Exercise goal:
Please quote exactly the lines below from the line containing "attribute name fails" to the line containing "line on its own", both lines included, and nothing else.

Provided information:
Content starts
//! Builds structured-markup documents from [`Value`]s and renders them as XML
//! text.
//!
//! The tree mapping is:
//!
//! - a scalar becomes the text content of its element;
//! - a mapping entry becomes a child element named after the key, or an
//!   `<item key="...">` element when the key is not a valid XML name;
//! - a sequence element becomes an `<item>` child;
//! - a record contributes its fields as children and its type name as a
//!   `type` attribute.
//!
//! Text that XML 1.0 cannot represent, such as the control characters other
//! than tab and line breaks, makes [`render`] fail instead of producing a
//! malformed document.
//!
//! # Example
//!
//! ``` rust
//! use outwrite_value::Value;
//!
//! let value: Value = [("name", Value::from("a"))].into_iter().collect();
//! let document = outwrite_markup::build_tree(&value);
//!
//! assert_eq!(
//!     outwrite_markup::render(&document, None).unwrap(),
//!     "<?xml version=\"1.0\" encoding=\"utf-8\"?>\n<root><name>a</name></root>\n"
//! );
//! ```

use std::io::Write;

use getset::Getters;
use outwrite_value::{Mapping, Value};
use quick_xml::{
    events::{BytesDecl, BytesEnd, BytesStart, BytesText, Event},
    Writer,
};

/// The markup version declared by rendered documents.
pub const VERSION: &str = "1.0";

/// The character encoding declared by rendered documents.
pub const ENCODING: &str = "utf-8";

/// The name of the document element.
pub const ROOT: &str = "root";

/// The name of elements that have no key of their own.
pub const ITEM: &str = "item";

/// A markup document: a declaration header and a single root element.
#[derive(Debug, Clone, PartialEq, Eq, Getters)]
pub struct Document {
    /// The declared markup version.
    #[get = "pub"]
    version: String,

    /// The declared character encoding.
    #[get = "pub"]
    encoding: String,

    /// The document element.
    #[get = "pub"]
    root: Element,
}

impl Document {
    /// Creates a document with the default [`VERSION`] and [`ENCODING`].
    #[must_use]
    pub fn new(root: Element) -> Self {
        Self {
            version: VERSION.to_owned(),
            encoding: ENCODING.to_owned(),
            root,
        }
    }
}

/// An element of the markup tree.
#[derive(Debug, Clone, PartialEq, Eq, Default)]
pub struct Element {
    /// The tag name.
    pub name: String,

    /// The attributes in declaration order.
    pub attributes: Vec<(String, String)>,

    /// The child nodes in document order.
    pub children: Vec<Node>,
}

/// A node in the markup tree.
#[derive(Debug, Clone, PartialEq, Eq)]
pub enum Node {
    /// A nested element.
    Element(Element),

    /// Character data; escaped when rendered.
    Text(String),
}

/// An error occurs when rendering a [`Document`].
#[derive(Debug, thiserror::Error)]
#[allow(missing_docs)]
pub enum RenderError {
    #[error("failed to write markup: {0}")]
    Write(String),

    #[error("rendered markup is not valid UTF-8: {0}")]
    Utf8(#[from] std::string::FromUtf8Error),

    #[error("character {0:?} cannot appear in markup")]
    ForbiddenCharacter(char),

    #[error("`{0}` is not a valid element or attribute name")]
    InvalidName(String),
}

/// The two operations a serialization engine needs from a markup
/// collaborator.
pub trait TreeBuilder {
    /// The document tree produced by [`TreeBuilder::build_tree`].
    type Document;

    /// The error returned when rendering fails.
    type Error: std::fmt::Display;

    /// Builds the document tree for the given value.
    fn build_tree(&self, value: &Value) -> Self::Document;

    /// Renders the document as text, indenting nested elements by `indent`
    /// spaces per level if given.
    ///
    /// # Errors
    ///
    /// Returns [`TreeBuilder::Error`] if the document cannot be written.
    fn render(
        &self,
        document: &Self::Document,
        indent: Option<usize>,
    ) -> Result<String, Self::Error>;
}

/// The default [`TreeBuilder`], backed by [`build_tree`] and [`render`].
#[derive(Debug, Clone, Copy, PartialEq, Eq, PartialOrd, Ord, Hash, Default)]
pub struct MarkupBuilder;

impl TreeBuilder for MarkupBuilder {
    type Document = Document;
    type Error = RenderError;

    fn build_tree(&self, value: &Value) -> Document { build_tree(value) }

    fn render(
        &self,
        document: &Document,
        indent: Option<usize>,
    ) -> Result<String, RenderError> {
        render(document, indent)
    }
}

/// Builds the markup tree for the given value under a [`ROOT`] element.
#[must_use]
pub fn build_tree(value: &Value) -> Document {
    Document::new(build_element(ROOT.to_owned(), Vec::new(), value))
}

fn build_element(
    name: String,
    mut attributes: Vec<(String, String)>,
    value: &Value,
) -> Element {
    let children = match value {
        Value::Sequence(elements) => elements
            .iter()
            .map(|element| {
                Node::Element(build_element(ITEM.to_owned(), Vec::new(), element))
            })
            .collect(),

        Value::Mapping(entries) => build_entries(entries),

        Value::Record(record) => {
            attributes.push(("type".to_owned(), record.type_name().clone()));
            build_entries(record.fields())
        }

        scalar => scalar
            .scalar_text()
            .filter(|text| !text.is_empty())
            .map(Node::Text)
            .into_iter()
            .collect(),
    };

    Element { name, attributes, children }
}

fn build_entries(entries: &Mapping) -> Vec<Node> {
    entries
        .iter()
        .map(|(key, value)| {
            let element = if is_xml_name(key) {
                build_element(key.clone(), Vec::new(), value)
            } else {
                build_element(
                    ITEM.to_owned(),
                    vec![("key".to_owned(), key.clone())],
                    value,
                )
            };

            Node::Element(element)
        })
        .collect()
}

/// Returns `true` if `name` can be used verbatim as an element name.
///
/// The characters must fall in the XML 1.0 name ranges. Names starting with
/// `xml` (in any case) are reserved, and `:` is rejected since no namespaces
/// are declared.
#[must_use]
pub fn is_xml_name(name: &str) -> bool {
    let mut chars = name.chars();

    let Some(first) = chars.next() else {
        return false;
    };

    if !is_name_start_char(first) {
        return false;
    }

    if name.get(..3).is_some_and(|prefix| prefix.eq_ignore_ascii_case("xml")) {
        return false;
    }

    chars.all(is_name_char)
}

/// Returns `true` if `character` may appear in XML 1.0 character data.
///
/// Control characters other than tab, line feed and carriage return are
/// excluded, as are the surrogates, `U+FFFE` and `U+FFFF`.
#[must_use]
pub const fn is_xml_char(character: char) -> bool {
    matches!(
        character,
        '\t' | '\n'
            | '\r'
            | '\u{20}'..='\u{D7FF}'
            | '\u{E000}'..='\u{FFFD}'
            | '\u{10000}'..='\u{10FFFF}'
    )
}

const fn is_name_start_char(character: char) -> bool {
    matches!(
        character,
        'A'..='Z'
            | '_'
            | 'a'..='z'
            | '\u{C0}'..='\u{D6}'
            | '\u{D8}'..='\u{F6}'
            | '\u{F8}'..='\u{2FF}'
            | '\u{370}'..='\u{37D}'
            | '\u{37F}'..='\u{1FFF}'
            | '\u{200C}'..='\u{200D}'
            | '\u{2070}'..='\u{218F}'
            | '\u{2C00}'..='\u{2FEF}'
            | '\u{3001}'..='\u{D7FF}'
            | '\u{F900}'..='\u{FDCF}'
            | '\u{FDF0}'..='\u{FFFD}'
            | '\u{10000}'..='\u{EFFFF}'
    )
}

const fn is_name_char(character: char) -> bool {
    is_name_start_char(character)
        || matches!(
            character,
            '-' | '.'
                | '0'..='9'
                | '\u{B7}'
                | '\u{300}'..='\u{36F}'
                | '\u{203F}'..='\u{2040}'
        )
}

fn check_name(name: &str) -> Result<(), RenderError> {
    if is_xml_name(name) {
        Ok(())
    } else {
        Err(RenderError::InvalidName(name.to_owned()))
    }
}

fn check_text(text: &str) -> Result<(), RenderError> {
    match text.chars().find(|character| !is_xml_char(*character)) {
        Some(character) => Err(RenderError::ForbiddenCharacter(character)),
        None => Ok(()),
    }
}

/// Renders the document as text, preceded by its declaration and followed by
/// a newline.
///
/// With `indent`, nested elements are placed on their own lines indented by
/// the given number of spaces per level.
///
/// Characters that XML 1.0 cannot carry, even as character references, are
/// rejected rather than replaced.
///
/// # Errors
///
/// - [`RenderError::ForbiddenCharacter`] if a text node or attribute value
///   holds a character outside [`is_xml_char`].
/// - [`RenderError::InvalidName`] if an element or attribute name fails
///   [`is_xml_name`].
/// - [`RenderError::Write`] if the writer fails.
pub fn render(
    document: &Document,
    indent: Option<usize>,
) -> Result<String, RenderError> {
    let mut writer = match indent {
        Some(size) => Writer::new_with_indent(Vec::new(), b' ', size),
        None => Writer::new(Vec::new()),
    };

    write_event(
        &mut writer,
        Event::Decl(BytesDecl::new(
            &document.version,
            Some(&document.encoding),
            None,
        )),
    )?;

    // the indenting writer breaks the line on its own
    if indent.is_none() {
        writer.get_mut().push(b'\n');
    }

    write_element(&mut writer, &document.root)?;

    let mut bytes = writer.into_inner();
    bytes.push(b'\n');

    Ok(String::from_utf8(bytes)?)
}

fn write_element<W: Write>(
    writer: &mut Writer<W>,
    element: &Element,
) -> Result<(), RenderError> {
    check_name(&element.name)?;

    let mut start = BytesStart::new(element.name.as_str());
    for (key, value) in &element.attributes {
        check_name(key)?;
        check_text(value)?;

        start.push_attribute((key.as_str(), value.as_str()));
    }

    if element.children.is_empty() {
        return write_event(writer, Event::Empty(start));
    }

    write_event(writer, Event::Start(start))?;

    for child in &element.children {
        match child {
            Node::Element(element) => write_element(writer, element)?,
            Node::Text(text) => {
                check_text(text)?;
                write_event(writer, Event::Text(BytesText::new(text)))?;
            }
        }
    }

    write_event(writer, Event::End(BytesEnd::new(element.name.as_str())))
}

fn write_event<W: Write>(
    writer: &mut Writer<W>,
    event: Event<'_>,
) -> Result<(), RenderError> {
    writer
        .write_event(event)
        .map_err(|error| RenderError::Write(error.to_string()))
}

#[cfg(test)]
mod test;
Content ends
The answer:
/// - [`RenderError::InvalidName`] if an element or attribute name fails
///   [`is_xml_name`].
/// - [`RenderError::Write`] if the writer fails.
pub fn render(
    document: &Document,
    indent: Option<usize>,
) -> Result<String, RenderError> {
    let mut writer = match indent {
        Some(size) => Writer::new_with_indent(Vec::new(), b' ', size),
        None => Writer::new(Vec::new()),
    };

    write_event(
        &mut writer,
        Event::Decl(BytesDecl::new(
            &document.version,
            Some(&document.encoding),
            None,
        )),
    )?;

    // the indenting writer breaks the line on its own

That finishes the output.